Kathmandu - A
South African caught attempting to climb Mount Everest without an
$11 000 (R150 000) permit said on Thursday that he couldn't afford the hefty fee, but
had always planned to turn himself in and serve jail time as punishment.
Ryan Sean Davy was arrested on Tuesday after handing himself into
authorities in Kathmandu, a week after he was found hiding in a cave
near Everest base camp without a permit.
He told AFP at a police detention centre that he knew he would have
to eventually turn himself in - and likely face jail time - because he
wanted to release a film and book about his Everest adventure.
"I realised that I would have to turn myself in to make it all legal,
do the jail time because I can't afford the permit," said the
43-year-old, who now faces a $22 000 (R300 000) fine.
Davy, who has no prior mountaineering experience, was attempting to
scale the world's highest peak alone and with limited equipment - and
hoped to save the lives of other climbers along the way.
Before he was caught he had managed to climb as high as camp one at
an altitude of 6 000 metres (nearly 20 000 feet), despite not having all
the proper equipment.
To get there he had to cross the treacherous Khumbu icefall, a huge
stretch of glacier containing deep crevasses that must be crossed by
"I had some of the gear, not all of it, so there were some really interesting, scary parts," he said.
Davy recently hit a low point in his life after ploughing all this
savings into two feature films that never got off the ground, but felt
he could pick himself up if he was able to help someone else.
"I just really wanted to find some sort of fulfillment by helping
somebody, whatever the consequence was," he said, sitting in a small
office at a police station in Kathmandu wearing a green t-shirt,
boardshorts and flip-flops.
"I couldn't figure out what to do and then I realised if there's one
place in the world where there's a guarantee that I could help people
then that's Mount Everest," he said.
Davy said he was motivated by the controversial death of British mountaineer David Sharp near the summit of Everest in 2006.
Sharp's death sparked a heated debate within the climbing community
because a number of climbers passed him during their ascent to the
summit but did not stop to help.
"I'd learned about the David Sharp scenario, where a lot of the
climbers got summit fever and a lot of the climbers walked right past a
dying man. So I was worried maybe the same thing would happen," Davy
Once he reached the
summit, Davy said he had planned to cross to the Tibet side of the
mountain - a move that would have landed him in trouble with the
Chinese authorities as well.
"I wanted to traverse actually. I know that's illegal," Davy said.

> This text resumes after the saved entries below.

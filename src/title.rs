//! Title pre-filtering.
//!
//! Titles carrying LaTeX markup, unicode math or punctuation rarely match on
//! Google Scholar, so they are rejected before spending lookup quota on them.

/// Returns `true` if `title` is non-empty and contains only ASCII letters,
/// digits, whitespace, hyphens and colons.
///
/// An absent title is invalid.
pub fn is_valid_title(title: Option<&str>) -> bool {
    match title {
        Some(t) if !t.is_empty() => t.chars().all(is_allowed_char),
        _ => false,
    }
}

fn is_allowed_char(c: char) -> bool {
    c.is_ascii_alphanumeric() || is_regex_space(c) || c == '-' || c == ':'
}

/// ASCII `\s`; unlike `char::is_ascii_whitespace` this includes vertical tab.
fn is_regex_space(c: char) -> bool {
    c.is_ascii_whitespace() || c == '\x0B'
}

/// Collapse runs of whitespace (titles often wrap across lines) into single
/// spaces and trim the ends.
pub fn normalize_title(title: &str) -> String {
    title.split_whitespace().collect::<Vec<_>>().join(" ")
}
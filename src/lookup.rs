//! Citation lookup interface.
//!
//! The pipeline only ever sees a [`LookupOutcome`]; how a client talks to its
//! search provider (and how often it retries internally) is its own business.

use async_trait::async_trait;
use std::fmt;

/// Result of a single citation lookup.
#[derive(Debug, Clone, PartialEq, Eq)]
pub enum LookupOutcome {
    /// The best match was found, with this many citations.
    Count(u64),
    /// The search returned no matches. Terminal.
    NotFound,
    /// Network failure, server error or unparsable response.
    Transient(String),
    /// CAPTCHA, HTTP 429 or a ban page.
    Blocked(String),
}

impl LookupOutcome {
    /// Whether a later pass could plausibly get a different answer.
    pub fn is_retryable(&self) -> bool {
        matches!(self, Self::Transient(_) | Self::Blocked(_))
    }
}

impl fmt::Display for LookupOutcome {
    fn fmt(&self, f: &mut fmt::Formatter<'_>) -> fmt::Result {
        match self {
            Self::Count(n) => write!(f, "cited by {}", n),
            Self::NotFound => write!(f, "not found"),
            Self::Transient(reason) => write!(f, "transient error: {}", reason),
            Self::Blocked(reason) => write!(f, "blocked: {}", reason),
        }
    }
}

/// A source of citation counts, queried by paper title.
#[async_trait]
pub trait LookupClient: Send + Sync {
    /// Look up the citation count of the paper best matching `title`.
    async fn lookup(&self, title: &str) -> LookupOutcome;
}

#[async_trait]
impl<T: LookupClient + ?Sized> LookupClient for std::sync::Arc<T> {
    async fn lookup(&self, title: &str) -> LookupOutcome {
        (**self).lookup(title).await
    }
}
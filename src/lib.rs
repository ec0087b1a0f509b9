//! # rustcitedby
//!
//! Enrich a CSV of paper metadata with Google Scholar citation counts.
//!
//! ## Modules
//!
//! - [`title`] - Title pre-filtering
//! - [`lookup`] - Lookup client trait and outcomes
//! - [`gscholar`] - Google Scholar lookup client
//! - [`cookies`] - Cookie persistence
//! - [`dataset`] - CSV loading, saving and checkpoints
//! - [`pipeline`] - Paced, resumable enrichment loop
//! - [`config`] - Run configuration
//! - [`error`] - Custom error types
//!
//! ## Usage
//!
//! ```rust,no_run
//! use rustcitedby::{config::RunConfig, gscholar::ScholarClient, pipeline};
//! use tokio_util::sync::CancellationToken;
//!
//! #[tokio::main]
//! async fn main() -> anyhow::Result<()> {
//!     let config = RunConfig::new("papers.csv", "updated_citations.csv");
//!     let client = ScholarClient::new(&config.scholar)?;
//!     let summary = pipeline::enrich_file(client, &config, &CancellationToken::new()).await?;
//!     println!("{}", summary);
//!     Ok(())
//! }
//! ```

pub mod config;
pub mod cookies;
pub mod dataset;
pub mod error;
pub mod gscholar;
pub mod lookup;
pub mod pipeline;
pub mod title;

pub use error::{CitedByError, Result};
pub use lookup::{LookupClient, LookupOutcome};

"By traversing I could have been able to help people on the north
side because a lot of people struggle on the steps, so if there were any
potential fatalities, I was hoping I could be of service."
Davy - who is due to appear in court on Sunday - could face up to
four years in prison if he cannot pay the hefty fine, director of the
tourism department Dinesh Bhattarai told AFP.
In addition to a $22 000 (R300 000) fine for climbing Everest without
permission, Davy could be hit with another $1 500 (R20 000) fee for partially
scaling Pumori and Lobuche, two neighbouring mountains, Bhattarai said.
The filmmaker is also facing charges under Nepal's strict public
order laws for swearing at officials from the tourism department during
questioning - allegations Davy denies.
Johannesburg-born but US based, Davy moved to Aspen, Colorado six
months ago to begin preparing for his Everest bid, living out of the
back of a van because he was short on cash.
"For the last six months prior to my Everest expedition I just
focused all my attention on learning how to climb, learning how to use
the equipment," he said.
"I know that I could have ended up in trouble, but I was really
hoping that nobody would have had to come to my aid because I didn't
want to risk anybody else's life."
"My only real regret is that I was caught before I was able to do any good."